Exercise prompt » Set down, exactly as written, every line from the top of the records below to the line containing "for, overriding the settings file.", both ends included, and no others.

Stored data:
------

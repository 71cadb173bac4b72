use std::path::PathBuf;

use clap::{Args, Parser, ValueEnum};
use pango::xpath::{ObjectScope, Rulebase, RulebaseScope};

#[derive(Parser, Debug)]
#[command(name = "pango")]
#[command(about = "Render and apply PAN-OS configuration objects offline")]
pub struct Cli {
    /// Settings file; missing means built-in defaults.
    #[arg(long, global = true, default_value = "pango.toml")]
    pub settings: PathBuf,
    /// PAN-OS version to encode for, overriding the settings file.
    #[arg(long = "version", global = true)]
    pub panos_version: Option<String>,
    /// Target is Panorama, overriding the settings file.
    #[arg(long, global = true)]
    pub panorama: bool,
    #[command(subcommand)]
    pub command: Command,
}

#[derive(clap::Subcommand, Debug)]
pub enum Command {
    /// Print the XPath of a kind at a location.
    Xpath(XpathArgs),
    /// Print the wire XML of entries read from a TOML file.
    Render(RenderArgs),
    /// Decode entries out of a saved configuration file.
    Show(ShowArgs),
    /// Set entries from a TOML file into a saved configuration file.
    Apply(ApplyArgs),
}

#[derive(Clone, Copy, Debug, ValueEnum, PartialEq, Eq)]
pub enum Kind {
    Address,
    AddressGroup,
    Service,
    ServiceGroup,
    Tag,
    SecurityRule,
    NatRule,
}

#[derive(Args, Debug, Clone, Default)]
pub struct ScopeArgs {
    /// Firewall vsys (`shared` for the shared root).
    #[arg(long, conflicts_with = "device_group")]
    pub vsys: Option<String>,
    /// Panorama device group (`shared` for Panorama shared).
    #[arg(long)]
    pub device_group: Option<String>,
    /// Use the post-rulebase of a device group.
    #[arg(long)]
    pub post: bool,
}

impl ScopeArgs {
    fn on_panorama(&self, panorama: bool) -> bool {
        self.device_group.is_some() || (panorama && self.vsys.is_none())
    }

    pub fn objects(&self, panorama: bool) -> ObjectScope {
        if self.on_panorama(panorama) {
            ObjectScope::device_group(self.device_group.clone().unwrap_or_default())
        } else {
            ObjectScope::vsys(self.vsys.clone().unwrap_or_default())
        }
    }

    pub fn rules(&self, panorama: bool) -> RulebaseScope {
        if self.on_panorama(panorama) {
            let rulebase = if self.post {
                Rulebase::Post
            } else {
                Rulebase::Pre
            };
            RulebaseScope::device_group(self.device_group.clone().unwrap_or_default(), rulebase)
        } else {
            RulebaseScope::vsys(self.vsys.clone().unwrap_or_default())
        }
    }
}

#[derive(Parser, Debug)]
pub struct XpathArgs {
    #[arg(value_enum)]
    pub kind: Kind,
    /// Entry names; none addresses the whole list.
    pub names: Vec<String>,
    #[command(flatten)]
    pub scope: ScopeArgs,
}

#[derive(Parser, Debug)]
pub struct RenderArgs {
    #[arg(value_enum)]
    pub kind: Kind,
    /// TOML file with one `[[entry]]` table per object.
    pub input: PathBuf,
}

#[derive(Parser, Debug)]
pub struct ShowArgs {
    /// Saved configuration (`<config>` root).
    pub config: PathBuf,
    #[arg(value_enum)]
    pub kind: Kind,
    /// Only this entry.
    #[arg(long)]
    pub name: Option<String>,
    #[command(flatten)]
    pub scope: ScopeArgs,
    #[arg(long, value_enum, default_value_t = OutputFormat::Text)]
    pub format: OutputFormat,
}

#[derive(Parser, Debug)]
pub struct ApplyArgs {
    /// Saved configuration (`<config>` root).
    pub config: PathBuf,
    #[arg(value_enum)]
    pub kind: Kind,
    /// TOML file with one `[[entry]]` table per object.
    pub input: PathBuf,
    #[command(flatten)]
    pub scope: ScopeArgs,
    /// Replace each entry instead of merging into it.
    #[arg(long)]
    pub replace: bool,
    /// Write here instead of back to the input configuration.
    #[arg(long)]
    pub output: Option<PathBuf>,
}

#[derive(Clone, Copy, Debug, ValueEnum)]
pub enum OutputFormat {
    Text,
    Json,
}
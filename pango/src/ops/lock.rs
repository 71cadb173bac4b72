//! Configuration and commit locks.

use panos_xml::XmlNode;
use serde::Serialize;

use crate::client::Client;
use crate::error::PangoError;
use crate::namespace::Common;
use crate::wire::{text, Emit};

/// Which lock to inspect or change.
#[derive(Debug, Clone, Copy, PartialEq, Eq)]
pub enum LockKind {
    Config,
    Commit,
}

impl LockKind {
    fn tag(self) -> &'static str {
        match self {
            Self::Config => "config-lock",
            Self::Commit => "commit-lock",
        }
    }

    fn list_tag(self) -> &'static str {
        match self {
            Self::Config => "config-locks",
            Self::Commit => "commit-locks",
        }
    }
}

/// One lock holder.
#[derive(Debug, Clone, Default, PartialEq, Eq, Serialize)]
pub struct Lock {
    pub admin: String,
    pub comment: String,
    pub created: String,
    pub last_activity: String,
}

/// Current holders of `kind` locks in `vsys` (empty for the device).
pub fn show(client: &dyn Client, kind: LockKind, vsys: &str) -> Result<Vec<Lock>, PangoError> {
    let cmd = XmlNode::new("show").child(XmlNode::new(kind.list_tag()));
    let result = Common::new(client, kind.tag()).op(&cmd, vsys)?;
    Ok(result
        .descendants("entry")
        .into_iter()
        .map(|entry| Lock {
            admin: entry.attribute("name").unwrap_or_default().to_string(),
            comment: text(entry, &["comment"]),
            created: text(entry, &["created"]),
            last_activity: text(entry, &["last-activity"]),
        })
        .collect())
}

/// Take a `kind` lock.
pub fn lock(client: &dyn Client, kind: LockKind, comment: &str, vsys: &str) -> Result<(), PangoError> {
    let mut add = XmlNode::new("add");
    add.text_el("comment", comment);
    let cmd = XmlNode::new("request").child(XmlNode::new(kind.tag()).child(add));
    Common::new(client, kind.tag()).op(&cmd, vsys).map(drop)
}

/// Release the caller's `kind` lock.
pub fn unlock(client: &dyn Client, kind: LockKind, vsys: &str) -> Result<(), PangoError> {
    let cmd = XmlNode::new("request").child(XmlNode::new(kind.tag()).child(XmlNode::new("remove")));
    Common::new(client, kind.tag()).op(&cmd, vsys).map(drop)
}

#[cfg(test)]
mod tests {
    use super::{lock, show, unlock, LockKind};
    use crate::testing::ScriptedClient;
    use crate::version::V9_0;

    #[test]
    fn lock_requests() {
        let client = ScriptedClient::new(V9_0);
        lock(&client, LockKind::Config, "maintenance", "vsys2").expect("lock");
        unlock(&client, LockKind::Commit, "").expect("unlock");
        let calls = client.calls();
        assert_eq!(
            calls[0].element,
            "<request><config-lock><add><comment>maintenance</comment></add></config-lock></request>"
        );
        assert_eq!(calls[0].xpath, "vsys2");
        assert_eq!(
            calls[1].element,
            "<request><commit-lock><remove/></commit-lock></request>"
        );
    }

    #[test]
    fn holders_are_listed() {
        let client = ScriptedClient::new(V9_0);
        client.push_result(
            r#"<commit-locks><entry name="admin"><comment>upgrade</comment><created>2024/03/01 09:00:00</created></entry></commit-locks>"#,
        );
        let holders = show(&client, LockKind::Commit, "").expect("show");
        assert_eq!(holders.len(), 1);
        assert_eq!(holders[0].admin, "admin");
        assert_eq!(holders[0].comment, "upgrade");
    }
}
//! PAN-OS software versions and installed plugin records.

use std::cmp::Ordering;
use std::fmt::{self, Display, Formatter};
use std::str::FromStr;

use panos_xml::XmlNode;
use serde::{Deserialize, Serialize};

use crate::error::PangoError;

/// A PAN-OS release number such as `9.1.3-h1`.
///
/// Ordered by `(major, minor, patch)` and then by suffix, so any hotfix of a
/// release satisfies a plain threshold of that release. Hotfix numbers
/// compare numerically (`h9` < `h10`).
#[derive(Debug, Clone, Default, PartialEq, Eq, Hash, Serialize, Deserialize)]
#[serde(try_from = "String", into = "String")]
pub struct Version {
    pub major: u32,
    pub minor: u32,
    pub patch: u32,
    pub suffix: String,
}

pub const V6_1: Version = Version::new(6, 1, 0);
pub const V7_0: Version = Version::new(7, 0, 0);
pub const V7_1: Version = Version::new(7, 1, 0);
pub const V8_0: Version = Version::new(8, 0, 0);
pub const V8_1: Version = Version::new(8, 1, 0);
pub const V9_0: Version = Version::new(9, 0, 0);
pub const V9_1: Version = Version::new(9, 1, 0);
pub const V10_0: Version = Version::new(10, 0, 0);

impl Version {
    pub const fn new(major: u32, minor: u32, patch: u32) -> Self {
        Self {
            major,
            minor,
            patch,
            suffix: String::new(),
        }
    }

    /// Greater than or equal to `other`.
    pub fn gte(&self, other: &Version) -> bool {
        self >= other
    }
}

impl Ord for Version {
    fn cmp(&self, other: &Self) -> Ordering {
        (self.major, self.minor, self.patch)
            .cmp(&(other.major, other.minor, other.patch))
            .then_with(|| suffix_key(&self.suffix).cmp(&suffix_key(&other.suffix)))
            .then_with(|| self.suffix.cmp(&other.suffix))
    }
}

impl PartialOrd for Version {
    fn partial_cmp(&self, other: &Self) -> Option<Ordering> {
        Some(self.cmp(other))
    }
}

/// Split `h12` into `("h", Some(12))`; no suffix sorts first.
fn suffix_key(suffix: &str) -> (&str, Option<u64>) {
    let split = suffix.trim_end_matches(|c: char| c.is_ascii_digit()).len();
    (&suffix[..split], suffix[split..].parse().ok())
}

impl FromStr for Version {
    type Err = PangoError;

    fn from_str(s: &str) -> Result<Self, Self::Err> {
        let s = s.trim();
        let (numbers, suffix) = match s.split_once('-') {
            Some((numbers, suffix)) => (numbers, suffix.to_string()),
            None => (s, String::new()),
        };
        let parts: Vec<&str> = numbers.split('.').collect();
        if parts.len() < 2 || parts.len() > 3 {
            return Err(PangoError::validation(format!(
                "version {s:?} is not in major.minor[.patch][-suffix] form"
            )));
        }
        let number = |part: &str| {
            part.parse::<u32>().map_err(|_| {
                PangoError::validation(format!("version {s:?} has a non-numeric part {part:?}"))
            })
        };
        Ok(Self {
            major: number(parts[0])?,
            minor: number(parts[1])?,
            patch: parts.get(2).map(|p| number(p)).transpose()?.unwrap_or(0),
            suffix,
        })
    }
}

impl TryFrom<String> for Version {
    type Error = PangoError;

    fn try_from(value: String) -> Result<Self, Self::Error> {
        value.parse()
    }
}

impl From<Version> for String {
    fn from(value: Version) -> Self {
        value.to_string()
    }
}

impl Display for Version {
    fn fmt(&self, f: &mut Formatter<'_>) -> fmt::Result {
        write!(f, "{}.{}.{}", self.major, self.minor, self.patch)?;
        if !self.suffix.is_empty() {
            write!(f, "-{}", self.suffix)?;
        }
        Ok(())
    }
}

/// One entry from `show plugins packages`.
#[derive(Debug, Clone, Default, PartialEq, Eq, Serialize, Deserialize)]
#[serde(default)]
pub struct PluginInfo {
    pub name: String,
    pub version: String,
    pub release_date: String,
    pub release_note_url: String,
    pub package_file: String,
    pub size: String,
    pub platform: String,
    pub installed: bool,
    pub downloaded: bool,
}

impl PluginInfo {
    /// The plugin version as a comparable [`Version`].
    pub fn parsed_version(&self) -> Result<Version, PangoError> {
        self.version.parse()
    }
}

/// Parse the `<plugins>` result of `<show><plugins><packages/></plugins></show>`.
pub fn parse_plugins(node: &XmlNode) -> Vec<PluginInfo> {
    node.descendants("entry")
        .into_iter()
        .filter(|entry| entry.get_child("name").is_some())
        .map(|entry| {
            let text = |tag: &str| entry.get_text(&[tag]).unwrap_or_default().to_string();
            PluginInfo {
                name: text("name"),
                version: text("version"),
                release_date: text("release-date"),
                release_note_url: text("release-note-url"),
                package_file: text("pkg-file"),
                size: text("size"),
                platform: text("platform"),
                installed: text("installed") == "yes",
                downloaded: text("downloaded") == "yes",
            }
        })
        .collect()
}

/// The installed plugin with the given name, if any.
pub fn installed_plugin<'a>(plugins: &'a [PluginInfo], name: &str) -> Option<&'a PluginInfo> {
    plugins.iter().find(|p| p.installed && p.name == name)
}

#[cfg(test)]
mod tests {
    use panos_xml::parse;

    use super::{installed_plugin, parse_plugins, Version, V8_1, V9_0};

    #[test]
    fn parses_hotfix_suffix() {
        let v: Version = "9.1.3-h1".parse().expect("version");
        assert_eq!((v.major, v.minor, v.patch), (9, 1, 3));
        assert_eq!(v.suffix, "h1");
        assert_eq!(v.to_string(), "9.1.3-h1");
    }

    #[test]
    fn two_part_version_defaults_patch() {
        let v: Version = "8.0".parse().expect("version");
        assert_eq!(v, Version::new(8, 0, 0));
    }

    #[test]
    fn rejects_garbage() {
        assert!("nine".parse::<Version>().is_err());
        assert!("9.x.1".parse::<Version>().is_err());
    }

    #[test]
    fn ordering_ladder() {
        let v: Version = "9.0.0-h3".parse().expect("version");
        assert!(v.gte(&V9_0));
        assert!(v.gte(&V8_1));
        assert!(!Version::new(8, 0, 9).gte(&V8_1));
        assert!(Version::new(10, 0, 0) > Version::new(9, 1, 12));
    }

    #[test]
    fn hotfix_numbers_compare_numerically() {
        let h9: Version = "9.1.0-h9".parse().expect("version");
        let h10: Version = "9.1.0-h10".parse().expect("version");
        assert!(h10 > h9);
        assert!(h9 > Version::new(9, 1, 0));
        assert!(Version::new(9, 1, 1) > h10);
        let mut ladder = vec![h10.clone(), Version::new(9, 1, 0), h9.clone()];
        ladder.sort();
        assert_eq!(ladder, vec![Version::new(9, 1, 0), h9, h10]);
    }

    #[test]
    fn plugin_packages_are_parsed() {
        let node = parse(
            br#"<plugins><entry><name>gcp</name><version>2.0.1</version><installed>yes</installed><downloaded>yes</downloaded></entry><entry><name>aws</name><version>1.0.0</version><installed>no</installed></entry></plugins>"#,
        )
        .expect("parse");
        let plugins = parse_plugins(&node);
        assert_eq!(plugins.len(), 2);
        assert!(installed_plugin(&plugins, "gcp").is_some());
        assert!(installed_plugin(&plugins, "aws").is_none());
        assert_eq!(
            plugins[0].parsed_version().expect("version"),
            Version::new(2, 0, 1)
        );
    }
}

------

Output »
repository 71cadb173bac4b72
use std::path::PathBuf;

use clap::{Args, Parser, ValueEnum};
use pango::xpath::{ObjectScope, Rulebase, RulebaseScope};

#[derive(Parser, Debug)]
#[command(name = "pango")]
#[command(about = "Render and apply PAN-OS configuration objects offline")]
pub struct Cli {
    /// Settings file; missing means built-in defaults.
    #[arg(long, global = true, default_value = "pango.toml")]
    pub settings: PathBuf,
    /// PAN-OS version to encode for, overriding the settings file.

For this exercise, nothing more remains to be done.